For millions of Chicagoans, former DePaul Coach Ray Meyer was Chicago basketball, and his death Friday at the age 92 of congestive heart failure leaves us a gaping hole. He was to Chicago basketball what Mike Krzyzewski is to Duke, what Dean Smith is to North Carolina, what John Wooden is to UCLA. His 42-year tenure at DePaul — from 1942 to 1984 — makes Michael Jordan’s stay seem like a flash in the pan.
Meyer was one of only seven college basketball coaches to earn more than 700 victories. He coached two teams to the NCAA Final Four. In 1945, while leading a gangly, awkward kid by the name of George Mikan, he won the NIT when it was considered the national championship. In 1979, he was inducted into the Naismith Memorial Basketball Hall of Fame.

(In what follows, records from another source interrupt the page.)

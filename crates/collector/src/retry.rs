//! Uniform retry wrapper for fallible I/O. Every outbound HTTP call and every
//! store operation goes through [`Retryer::run`].

use {
    std::{future::Future, time::Duration},
    tokio_util::sync::CancellationToken,
};

/// Whether a failed attempt is worth repeating.
#[derive(Debug)]
pub enum Transience {
    /// Transient I/O: network errors, timeouts, 5xx, 429. `retry_after`
    /// carries a server-provided hint that overrides the backoff schedule.
    Transient { retry_after: Option<Duration> },
    /// Permanent: 4xx other than 429, validation failures, malformed input.
    /// Retrying cannot help.
    Fatal,
}

/// One failed attempt together with its classification.
#[derive(Debug)]
pub struct AttemptError {
    pub error: anyhow::Error,
    pub transience: Transience,
}

impl AttemptError {
    pub fn transient(error: impl Into<anyhow::Error>) -> Self {
        Self {
            error: error.into(),
            transience: Transience::Transient { retry_after: None },
        }
    }

    pub fn transient_after(error: impl Into<anyhow::Error>, retry_after: Duration) -> Self {
        Self {
            error: error.into(),
            transience: Transience::Transient {
                retry_after: Some(retry_after),
            },
        }
    }

    pub fn fatal(error: impl Into<anyhow::Error>) -> Self {
        Self {
            error: error.into(),
            transience: Transience::Fatal,
        }
    }

    /// Classifies a transport-level reqwest error. Status-bearing responses
    /// are classified by the caller from the response itself so that
    /// `Retry-After` headers remain accessible.
    pub fn from_reqwest(error: reqwest::Error) -> Self {
        if error.is_timeout() || error.is_connect() || error.is_request() {
            Self::transient(error)
        } else {
            Self::fatal(error)
        }
    }

    /// Classifies a database error: I/O and pool conditions are worth
    /// retrying, constraint and decode failures are not.
    pub fn from_sqlx(error: sqlx::Error) -> Self {
        match &error {
            sqlx::Error::Io(_)
            | sqlx::Error::Tls(_)
            | sqlx::Error::PoolTimedOut
            | sqlx::Error::PoolClosed
            | sqlx::Error::WorkerCrashed => Self::transient(error),
            _ => Self::fatal(error),
        }
    }
}

#[derive(Debug, thiserror::Error)]
pub enum RetryError {
    #[error("{label} failed after {attempts} attempts: {source}")]
    Exhausted {
        label: &'static str,
        attempts: u32,
        #[source]
        source: anyhow::Error,
    },
    #[error("{label} failed: {source}")]
    Fatal {
        label: &'static str,
        #[source]
        source: anyhow::Error,
    },
    #[error("{label} cancelled")]
    Cancelled { label: &'static str },
}

impl RetryError {
    pub fn is_cancelled(&self) -> bool {
        matches!(self, RetryError::Cancelled { .. })
    }
}

/// Executes attempts with exponential backoff: attempt `i` is followed by a
/// wait of `base_delay * 2^(i-1)` unless the error carried a `Retry-After`
/// hint. Cancellation is observed before every attempt and during every wait.
#[derive(Clone, Debug)]
pub struct Retryer {
    pub max_attempts: u32,
    pub base_delay: Duration,
}

impl Default for Retryer {
    fn default() -> Self {
        Self {
            max_attempts: 3,
            base_delay: Duration::from_secs(5),
        }
    }
}

impl Retryer {
    pub fn new(max_attempts: u32, base_delay: Duration) -> Self {
        Self {
            max_attempts: max_attempts.max(1),
            base_delay,
        }
    }

    pub async fn run<T, F, Fut>(
        &self,
        cancel: &CancellationToken,
        label: &'static str,
        mut attempt: F,
    ) -> Result<T, RetryError>
    where
        F: FnMut() -> Fut,
        Fut: Future<Output = Result<T, AttemptError>>,
    {
        for i in 1..=self.max_attempts {
            if cancel.is_cancelled() {
                return Err(RetryError::Cancelled { label });
            }
            let error = match attempt().await {
                Ok(value) => return Ok(value),
                Err(error) => error,
            };
            match error.transience {
                Transience::Fatal => {
                    return Err(RetryError::Fatal {
                        label,
                        source: error.error,
                    });
                }
                Transience::Transient { retry_after } => {
                    if i == self.max_attempts {
                        return Err(RetryError::Exhausted {
                            label,
                            attempts: self.max_attempts,
                            source: error.error,
                        });
                    }
                    let delay = retry_after.unwrap_or_else(|| self.backoff(i));
                    tracing::warn!(
                        %label,
                        attempt = i,
                        ?delay,
                        error = ?error.error,
                        "transient failure, retrying"
                    );
                    tokio::select! {
                        _ = cancel.cancelled() => return Err(RetryError::Cancelled { label }),
                        _ = tokio::time::sleep(delay) => {}
                    }
                }
            }
        }
        unreachable!("loop either returns a value or an error")
    }

    /// `base * 2^(attempt-1)`, saturating.
    fn backoff(&self, attempt: u32) -> Duration {
        self.base_delay
            .saturating_mul(1u32.checked_shl(attempt - 1).unwrap_or(u32::MAX))
    }
}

But to us, he was always just Coach.
Coach hosted a summer basketball camp on his property in Three Lakes, Wis. So in my younger days, for one week every summer, a couple friends and I would venture up north to spend a week with Coach in which we ate, slept and breathed basketball.
The camp was cut out of a patch of Wisconsin woods, with crude wooden cabins surrounding several asphalt courts, each framed by a set of wooden-backboard baskets. In the mornings, we did drills, with each coach running a station — fast break, defense, ball handling and the like. Coach’s station, every year, was the pick-and-roll.
Each morning you could count on hearing Coach’s voice imploring a lethargic pick-setter, saying slowly, plaintively, “It’s a pick and ROLL, son, not a pick and STAND.” Or, if a kid was really slow to grasp the concept, he’d be told, “If you put your brain in a bird, the damn thing would fly backwards,” while his friends giggled behind their hands.
After lunch he’d do the mail call. He could flick letters 30 feet across the cafeteria to their recipients with uncanny accuracy. And heaven forbid someone send you a forbidden package. Many a boy those summers ate crushed cookies because Coach would set the package on the ground, climb onto his chair and, as the campers pounded out a drum roll on the lunch tables, the man in his late 70s would jump down onto the unfortunate box.
Many of us remember clinging for dear life to an inner tube that was attached, by a long rope, to Coach’s powerboat. He’d spend his afternoons flinging us across the lake at impossible speeds, looking back over his shoulder now and then with that same familiar — though now slightly devilish — grin.
But what most of us will remember most is that every summer, a guy who could have taken a well-earned rest and retirement, instead hosted a bunch of us punk kids who weren’t worthy of carrying his knee-high athletic socks and cared about us. If you were struggling, he’d pull you aside and talk to you. It didn’t matter your color, age or even ability. Coach cared about you and tried to make you a better player and a better person. I’ll always remember the depth of kindness and humility beneath his teasing exterior, given away only by that little twinkle in his eye.
He loved basketball. That made him a great coach, a legend. But he loved and cared about people too. That made him a great leader and a great man.